Almost definitionally, Owens can’t be of the Alt-Right even if she wanted to be. The reason for this impediment to her recruitment, of course, is the immutable color of her skin (a strong endorsement, if ever there was one, for the charm and the sound philosophy of the Alt-Right who sees very little beyond ethnicity and skin). Owens is the communications director of “Turning Point USA”, a conservative think tank for college-aged youth that advocates classical liberal political views. She lauds the victor mentality, scorns that of the victim, and invites an invidious response everywhere she goes. It appears that Kanye appreciated Owens’s emphasis on personal responsibility and the necessity to “pull oneself up”, so to speak, in order to reach for one’s aspirations and goals. This is an idea that the esteemed and unsurpassed economist, Thomas Sowell has advocated for years and much of his thinking is implicit in hers.

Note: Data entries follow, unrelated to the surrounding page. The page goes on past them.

//! Schema migrations for the application store.
//!
//! Versions are recorded in `_migrations`. Each pending step runs inside its
//! own transaction together with its bookkeeping row, so a failed step
//! leaves the schema at the previous version.

use rusqlite::{params, Connection, Transaction};

use super::error::DatabaseError;

/// How a schema step decides whether its SQL still needs to run.
enum Step {
    /// Always run the SQL.
    Create(&'static str),
    /// `ALTER TABLE ... ADD COLUMN`, skipped when the column is already there.
    AddColumn {
        table: &'static str,
        column: &'static str,
        sql: &'static str,
    },
}

struct Migration {
    version: u32,
    name: &'static str,
    step: Step,
}

impl Migration {
    /// Runs the step inside `tx`. Returns false when it was skipped.
    fn apply(&self, tx: &Transaction<'_>) -> Result<bool, DatabaseError> {
        let sql = match self.step {
            Step::Create(sql) => sql,
            Step::AddColumn { table, column, sql } => {
                if column_exists(tx, table, column)? {
                    return Ok(false);
                }
                sql
            }
        };

        tx.execute_batch(sql).map_err(|e| DatabaseError::Migration {
            version: self.version,
            reason: e.to_string(),
        })?;
        Ok(true)
    }
}

const MIGRATIONS: &[Migration] = &[
    Migration {
        version: 1,
        name: "create_directory_tables",
        step: Step::Create(include_str!("sql/001_create_directory.sql")),
    },
    Migration {
        version: 2,
        name: "create_applications_table",
        step: Step::Create(include_str!("sql/002_create_applications.sql")),
    },
    Migration {
        version: 3,
        name: "add_payment_due_date_to_applications",
        step: Step::AddColumn {
            table: "applications",
            column: "payment_due_date",
            sql: include_str!("sql/003_add_payment_due_date.sql"),
        },
    },
];

/// Highest migration version this build knows about.
pub fn latest_version() -> u32 {
    MIGRATIONS.last().map(|m| m.version).unwrap_or(0)
}

/// Highest version recorded in `_migrations`, or 0 for a fresh database.
pub fn current_version(conn: &Connection) -> Result<u32, DatabaseError> {
    let version = conn.query_row(
        "SELECT COALESCE(MAX(version), 0) FROM _migrations",
        [],
        |r| r.get(0),
    )?;
    Ok(version)
}

/// Brings the schema up to [`latest_version`].
pub fn run_all(conn: &mut Connection) -> Result<(), DatabaseError> {
    conn.execute_batch(
        "CREATE TABLE IF NOT EXISTS _migrations (
            version INTEGER PRIMARY KEY,
            name TEXT NOT NULL,
            applied_at TEXT NOT NULL DEFAULT (strftime('%Y-%m-%dT%H:%M:%fZ', 'now'))
        );",
    )?;

    let from = current_version(conn)?;
    if from > latest_version() {
        return Err(DatabaseError::Migration {
            version: from,
            reason: format!(
                "database schema is newer than this build (latest known version {})",
                latest_version()
            ),
        });
    }

    for migration in MIGRATIONS.iter().filter(|m| m.version > from) {
        let tx = conn.transaction()?;
        if migration.apply(&tx)? {
            log::info!("Applied migration v{} ({})", migration.version, migration.name);
        } else {
            log::info!(
                "Migration v{} ({}) already satisfied, recording only",
                migration.version,
                migration.name
            );
        }
        tx.execute(
            "INSERT INTO _migrations (version, name) VALUES (?1, ?2)",
            params![migration.version, migration.name],
        )?;
        tx.commit()?;
    }

    Ok(())
}

/// Checks whether `table` has `column` via `PRAGMA table_info`.
fn column_exists(conn: &Connection, table: &str, column: &str) -> Result<bool, DatabaseError> {
    // PRAGMA arguments cannot be bound, so only plain identifiers are accepted.
    if table.is_empty() || !table.chars().all(|c| c.is_ascii_alphanumeric() || c == '_') {
        return Err(DatabaseError::Migration {
            version: 0,
            reason: format!("Invalid table name: {}", table),
        });
    }

    let mut stmt = conn.prepare(&format!("PRAGMA table_info({})", table))?;
    let names = stmt
        .query_map([], |row| row.get::<_, String>("name"))?
        .collect::<Result<Vec<_>, _>>()?;
    Ok(names.iter().any(|name| name == column))
}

Kanye also went on to forward a portion of a conversation by Scott Adams, creator of the beloved Dilbert cartoons and staunch and unexpected apologist for President Trump. Adams, in turn, reciprocated the love. He narrated a twenty-minute video in which he celebrated Kanye’s outré move against the tides of the status quo and of the prescriptions of the left. And if this alone weren’t sufficiently sacrilegious, Kanye roiled liberal elites even further when said that he intended to pull out from his closet (whose depth can only be imagined) his “Make America Great Again” hat, signed, no less, by President Trump himself. The fear is that Kanye will begin wearing it with renascent right-wing pride and absorb from it directly through his scalp and into his brain a new neo-conservative point of view.
It could be that Kanye is just grabbing for attention. It certainly wouldn’t be the first time he’s done so. It could be that he’s merely capitalizing on the factionalism du jour and enjoying everyone looking at him askance. It could be that he only cares that they’re looking at him at all. Doubtless, it’s always better to be seen than to be seen not, and bad press (or simply controversial press) succeeds where no press fails. What’s more, he has an upcoming album soon to be released, and whether your political colors are blue or red, your dollars are green.
A savvy promoter and businessman, he knows this full well. But I think, or at least I hope, that this isn’t entirely the case. I hope that this is more than a momentary blimp in the scene for mere sake of downloads and albums sales. It seems like Kanye is on the precipice of something noble and potentially lasting. By that I don’t necessarily mean that supporting a man like Trump is an ennobling endeavor. Quite the contrary. One should be supporting not a man, but a philosophy, not a demagogue but an ideal. But I do hope that Kanye, by stirring the glass just a bit and shaking the status quo, is able to lead others into thinking about politics and their lives in a different way.